The Times a également révélé qu’avant le début des bombardements de l’OTAN sur la Yougoslavie,
“de nombreux téléphones satellites et systèmes de localisation GPS” de la KVM ont été “remis en secret à l’UCK, afin que les commandants de la guérilla puissent rester en contact avec l’OTAN et Washington” tout au long de la campagne. L’opération allait jusqu’à permettre à “plusieurs dirigeants de l’UCK”
d’avoir en leur possession le numéro de téléphone portable du général américain Wesley Clark, qui supervisait les bombardements. De plus, les informations recueillies par l’OSCE durant sa mission au Kosovo ont joué un rôle crucial dans la planification de cette opération destructrice.

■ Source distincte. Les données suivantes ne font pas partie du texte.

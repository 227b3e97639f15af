//! Constant-product quote engine.
//!
//! Trade-affecting results (`tokens_out`, `eth_out`) are computed with exact
//! integers, widening to 512 bits for the invariant. Display metrics live in
//! [`CurveMetrics`] and are the only place floating point is used.

use alloy_primitives::{ruint::UintTryFrom, Address, U256, U512};
use log::debug;
use serde::Serialize;

use crate::{
    config::QuoteSource,
    contracts::BondingCurveClient,
    error::{ErrorCode, Result},
    state::BondingCurveState,
    transport::EvmViewTransport,
};

const WEI_PER_ETH: f64 = 1e18;

/// Tokens received for `eth_in` wei.
///
/// `new_token_reserves = k / (virtual_eth + eth_in)` truncates toward zero,
/// so the trader never receives more than the continuous curve would give.
pub fn quote_buy(state: &BondingCurveState, eth_in: U256) -> Result<U256> {
    state.ensure_tradeable()?;
    if eth_in.is_zero() {
        return Ok(U256::ZERO);
    }
    let virtual_tokens = U512::from(state.virtual_token_reserves);
    let new_eth = U512::from(state.virtual_eth_reserves) + U512::from(eth_in);
    let new_tokens = state.k() / new_eth;
    if new_tokens.is_zero() || new_tokens >= virtual_tokens {
        return Err(ErrorCode::InvalidQuote);
    }
    narrow(virtual_tokens - new_tokens)
}

/// ETH received for selling `token_in` tokens, computed off-chain.
///
/// Solves `k = (virtual_tokens + token_in) * new_eth` with the division
/// rounded up, so `eth_out` is rounded down.
pub fn quote_sell_local(state: &BondingCurveState, token_in: U256) -> Result<U256> {
    state.ensure_tradeable()?;
    if token_in.is_zero() {
        return Ok(U256::ZERO);
    }
    let virtual_eth = U512::from(state.virtual_eth_reserves);
    let new_tokens = U512::from(state.virtual_token_reserves) + U512::from(token_in);
    let k = state.k();
    let mut new_eth = k / new_tokens;
    if !(k % new_tokens).is_zero() {
        new_eth += U512::from(1u8);
    }
    if new_eth > virtual_eth {
        return Err(ErrorCode::InvalidQuote);
    }
    narrow(virtual_eth - new_eth)
}

/// ETH received for selling `token_in`, using the configured source.
///
/// [`QuoteSource::OnChain`] defers to the contract's `calculateEthCost` so the
/// quote matches deployed arithmetic bit for bit.
pub async fn quote_sell<T: EvmViewTransport>(
    client: &BondingCurveClient<T>,
    token: Address,
    state: &BondingCurveState,
    token_in: U256,
    source: QuoteSource,
) -> Result<U256> {
    state.ensure_tradeable()?;
    if token_in.is_zero() {
        return Ok(U256::ZERO);
    }
    match source {
        QuoteSource::Local => quote_sell_local(state, token_in),
        QuoteSource::OnChain => {
            let eth_out = client.calculate_eth_cost(token, token_in).await?;
            debug!("calculateEthCost({token}, {token_in}) = {eth_out}");
            if eth_out > state.virtual_eth_reserves {
                return Err(ErrorCode::InvalidQuote);
            }
            Ok(eth_out)
        }
    }
}

/// Display-only figures derived from a curve snapshot.
#[derive(Clone, Debug, PartialEq, Serialize)]
#[serde(rename_all = "camelCase")]
pub struct CurveMetrics {
    /// Spot price in ETH per token.
    pub price: f64,
    /// `price * total supply`, in ETH.
    pub market_cap: f64,
    /// Percentage towards `mcap_limit`, clamped to 100.
    pub bonding_progress: f64,
    /// `real_eth_reserves` in ETH. No trade ledger is kept at this layer, so
    /// accumulated curve liquidity stands in for volume.
    pub volume_proxy: f64,
}

pub fn price_and_metrics(state: &BondingCurveState) -> Result<CurveMetrics> {
    if state.virtual_token_reserves.is_zero() {
        return Err(ErrorCode::EmptyReserves);
    }
    let price = spot_price(state);
    let market_cap = price * to_f64(state.token_total_supply) / WEI_PER_ETH;
    Ok(CurveMetrics {
        price,
        market_cap,
        bonding_progress: bonding_progress(state),
        volume_proxy: to_f64(state.real_eth_reserves) / WEI_PER_ETH,
    })
}

/// Spot price before `before` and after `after`, in basis points.
pub fn price_impact_bps(before: &BondingCurveState, after: &BondingCurveState) -> f64 {
    if before.virtual_token_reserves.is_zero() || after.virtual_token_reserves.is_zero() {
        return 0.0;
    }
    let start = spot_price(before);
    if start == 0.0 {
        return 0.0;
    }
    (spot_price(after) - start) / start * 10_000.0
}

fn spot_price(state: &BondingCurveState) -> f64 {
    to_f64(state.virtual_eth_reserves) / to_f64(state.virtual_token_reserves)
}

fn bonding_progress(state: &BondingCurveState) -> f64 {
    if state.complete {
        return 100.0;
    }
    if state.real_token_reserves.is_zero() || state.mcap_limit.is_zero() {
        return 0.0;
    }
    let current_mcap = to_f64(state.virtual_eth_reserves) * to_f64(state.token_total_supply)
        / to_f64(state.real_token_reserves);
    (current_mcap / to_f64(state.mcap_limit) * 100.0).min(100.0)
}

fn to_f64(value: U256) -> f64 {
    value
        .as_limbs()
        .iter()
        .rev()
        .fold(0.0, |acc, &limb| acc * 18_446_744_073_709_551_616.0 + limb as f64)
}

fn narrow(value: U512) -> Result<U256> {
    U256::uint_try_from(value).map_err(|_| ErrorCode::InvalidQuote)
}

Durant le procès du dirigeant yougoslave Slobodan Milosevic devant le Tribunal pénal international pour l’ex-Yougoslavie, de nombreux témoins de la défense et de l’accusation – dont d’anciens membres de l’OSCE – ont témoigné du rôle néfaste joué par la KVM dans la préparation du bombardement de Belgrade par l’OTAN. Un colonel de l’armée yougoslave, souffrant de graves problèmes de santé dus à l’utilisation illégale d’uranium appauvri par l’OTAN pendant la campagne, a donné des informations détaillées sur la manière dont les membres de la Mission repéraient régulièrement et intensivement les installations militaires yougoslaves, prenant des notes exhaustives à chaque étape :
“L’armée de l’air de l’OTAN disposait de données [de ciblage] très précises qui ont été accumulées en 1998 et 1999 précisément par les membres de la commission de vérification… [La KVM] venait très souvent, très fréquemment, visiter [ma] caserne… Je les ai surpris à plusieurs reprises en train de prendre les coordonnées des installations et des points de repère et de dessiner des cartes du réseau de communication, et ils étaient bien entraînés… Il y avait beaucoup d’officiers à la retraite. Ils disposaient d’excellentes cartes, de cartes satellites. Ils avaient des GPS… pour repérer automatiquement les coordonnées dans l’espace au-dessus du territoire”.
“Des preuves directes”
Avance rapide jusqu’en mars 2014, où des observateurs de l’OSCE ont été déployés en Ukraine, alors que le sud et l’est du pays sombraient dans la guerre civile à la suite du coup d’État de Maidan orchestré par l’Occident. Leur présence et leur rôle dans le conflit n’ont pratiquement jamais été reconnus par les médias grand public au cours de leurs huit années passées sur le terrain. Ils ont été retirés en mars 2022, à la suite du déclenchement d’un conflit par procuration total dans le pays un mois auparavant.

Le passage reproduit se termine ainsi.